What needs to be done
From the first line through the last, transcribe the listing word for word.
━━ Information provided
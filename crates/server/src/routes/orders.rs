use axum::{extract::{Path, State}, http::StatusCode, response::IntoResponse, Json};
use service::{domain::{OrderCreate, OrderStatusChange, OrderView}, order_service};

use crate::{errors::JsonApiError, extract::ApiJson, routes::{location, AppState}};

#[utoipa::path(
    post, path = "/api/orders", tag = "orders",
    request_body = crate::openapi::OrderCreateDoc,
    responses(
        (status = 201, description = "Created", body = crate::openapi::OrderDoc),
        (status = 400, description = "Validation Error"),
        (status = 404, description = "Order table not found")
    )
)]
pub async fn create(
    State(state): State<AppState>,
    ApiJson(input): ApiJson<OrderCreate>,
) -> Result<impl IntoResponse, JsonApiError> {
    let o = order_service::create_order(&state.db, input).await?;
    Ok((StatusCode::CREATED, location("/api/orders", o.id), Json(o)))
}

#[utoipa::path(get, path = "/api/orders", tag = "orders", responses((status = 200, description = "List OK", body = [crate::openapi::OrderDoc])))]
pub async fn list(State(state): State<AppState>) -> Result<Json<Vec<OrderView>>, JsonApiError> {
    Ok(Json(order_service::list_orders(&state.db).await?))
}

#[utoipa::path(
    put, path = "/api/orders/{orderId}/order-status", tag = "orders",
    params(("orderId" = i32, Path, description = "Order ID")),
    request_body = crate::openapi::OrderStatusChangeDoc,
    responses(
        (status = 200, description = "Updated", body = crate::openapi::OrderDoc),
        (status = 400, description = "Order already completed"),
        (status = 404, description = "Not Found")
    )
)]
pub async fn change_status(
    State(state): State<AppState>,
    Path(order_id): Path<i32>,
    ApiJson(change): ApiJson<OrderStatusChange>,
) -> Result<Json<OrderView>, JsonApiError> {
    Ok(Json(order_service::change_order_status(&state.db, order_id, change).await?))
}
//! Migrator registering entity-specific migrations in dependency order.
//! Indexes are applied last.
pub use sea_orm_migration::prelude::*;
use sea_orm_migration::{schema::decimal_len, sea_orm::DatabaseBackend};

mod m20240101_000001_create_product;
mod m20240101_000002_create_menu_group;
mod m20240101_000003_create_menu;
mod m20240101_000004_create_menu_product;
mod m20240101_000005_create_table_group;
mod m20240101_000006_create_order_table;
mod m20240101_000007_create_orders;
mod m20240101_000008_create_order_line_item;
mod m20240101_000009_add_indexes;

pub struct Migrator;

/// Money column: `DECIMAL(19, 2)`. SQLite caps decimal precision at 16.
pub(crate) fn money<T: IntoIden>(manager: &SchemaManager, col: T) -> ColumnDef {
    let precision = match manager.get_database_backend() {
        DatabaseBackend::Sqlite => 16,
        _ => 19,
    };
    decimal_len(col, precision, 2)
}

#[async_trait::async_trait]
impl MigratorTrait for Migrator {
    fn migrations() -> Vec<Box<dyn MigrationTrait>> {
        vec![
            Box::new(m20240101_000001_create_product::Migration),
            Box::new(m20240101_000002_create_menu_group::Migration),
            Box::new(m20240101_000003_create_menu::Migration),
            Box::new(m20240101_000004_create_menu_product::Migration),
            Box::new(m20240101_000005_create_table_group::Migration),
            Box::new(m20240101_000006_create_order_table::Migration),
            Box::new(m20240101_000007_create_orders::Migration),
            Box::new(m20240101_000008_create_order_line_item::Migration),
            // Indexes should always be applied last
            Box::new(m20240101_000009_add_indexes::Migration),
        ]
    }
}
━━━━
Task output
filename crates/server/src/routes/orders.rs
use axum::{extract::{Path, State}, http::StatusCode, response::IntoResponse, Json};
use service::{domain::{OrderCreate, OrderStatusChange, OrderView}, order_service};

use crate::{errors::JsonApiError, extract::ApiJson, routes::{location, AppState}};

#[utoipa::path(
    post, path = "/api/orders", tag = "orders",
    request_body = crate::openapi::OrderCreateDoc,
    responses(
        (status = 201, description = "Created", body = crate::openapi::OrderDoc),
        (status = 400, description = "Validation Error"),
        (status = 404, description = "Order table not found")
    )
)]
pub async fn create(
    State(state): State<AppState>,
    ApiJson(input): ApiJson<OrderCreate>,
) -> Result<impl IntoResponse, JsonApiError> {
    let o = order_service::create_order(&state.db, input).await?;
    Ok((StatusCode::CREATED, location("/api/orders", o.id), Json(o)))
}

#[utoipa::path(get, path = "/api/orders", tag = "orders", responses((status = 200, description = "List OK", body = [crate::openapi::OrderDoc])))]
pub async fn list(State(state): State<AppState>) -> Result<Json<Vec<OrderView>>, JsonApiError> {
    Ok(Json(order_service::list_orders(&state.db).await?))
}

#[utoipa::path(
    put, path = "/api/orders/{orderId}/order-status", tag = "orders",
    params(("orderId" = i32, Path, description = "Order ID")),
    request_body = crate::openapi::OrderStatusChangeDoc,
    responses(
        (status = 200, description = "Updated", body = crate::openapi::OrderDoc),
        (status = 400, description = "Order already completed"),
        (status = 404, description = "Not Found")
    )
)]
pub async fn change_status(
    State(state): State<AppState>,
    Path(order_id): Path<i32>,
    ApiJson(change): ApiJson<OrderStatusChange>,
) -> Result<Json<OrderView>, JsonApiError> {
    Ok(Json(order_service::change_order_status(&state.db, order_id, change).await?))
}
//! Migrator registering entity-specific migrations in dependency order.
//! Indexes are applied last.
pub use sea_orm_migration::prelude::*;
use sea_orm_migration::{schema::decimal_len, sea_orm::DatabaseBackend};

mod m20240101_000001_create_product;
mod m20240101_000002_create_menu_group;
mod m20240101_000003_create_menu;
mod m20240101_000004_create_menu_product;
mod m20240101_000005_create_table_group;
mod m20240101_000006_create_order_table;
mod m20240101_000007_create_orders;
mod m20240101_000008_create_order_line_item;
mod m20240101_000009_add_indexes;

pub struct Migrator;

/// Money column: `DECIMAL(19, 2)`. SQLite caps decimal precision at 16.
pub(crate) fn money<T: IntoIden>(manager: &SchemaManager, col: T) -> ColumnDef {
    let precision = match manager.get_database_backend() {
        DatabaseBackend::Sqlite => 16,
        _ => 19,
    };
    decimal_len(col, precision, 2)
}

#[async_trait::async_trait]
impl MigratorTrait for Migrator {
    fn migrations() -> Vec<Box<dyn MigrationTrait>> {
        vec![
            Box::new(m20240101_000001_create_product::Migration),
            Box::new(m20240101_000002_create_menu_group::Migration),
            Box::new(m20240101_000003_create_menu::Migration),
            Box::new(m20240101_000004_create_menu_product::Migration),
            Box::new(m20240101_000005_create_table_group::Migration),
            Box::new(m20240101_000006_create_order_table::Migration),
            Box::new(m20240101_000007_create_orders::Migration),
            Box::new(m20240101_000008_create_order_line_item::Migration),
            // Indexes should always be applied last
            Box::new(m20240101_000009_add_indexes::Migration),
        ]
    }
}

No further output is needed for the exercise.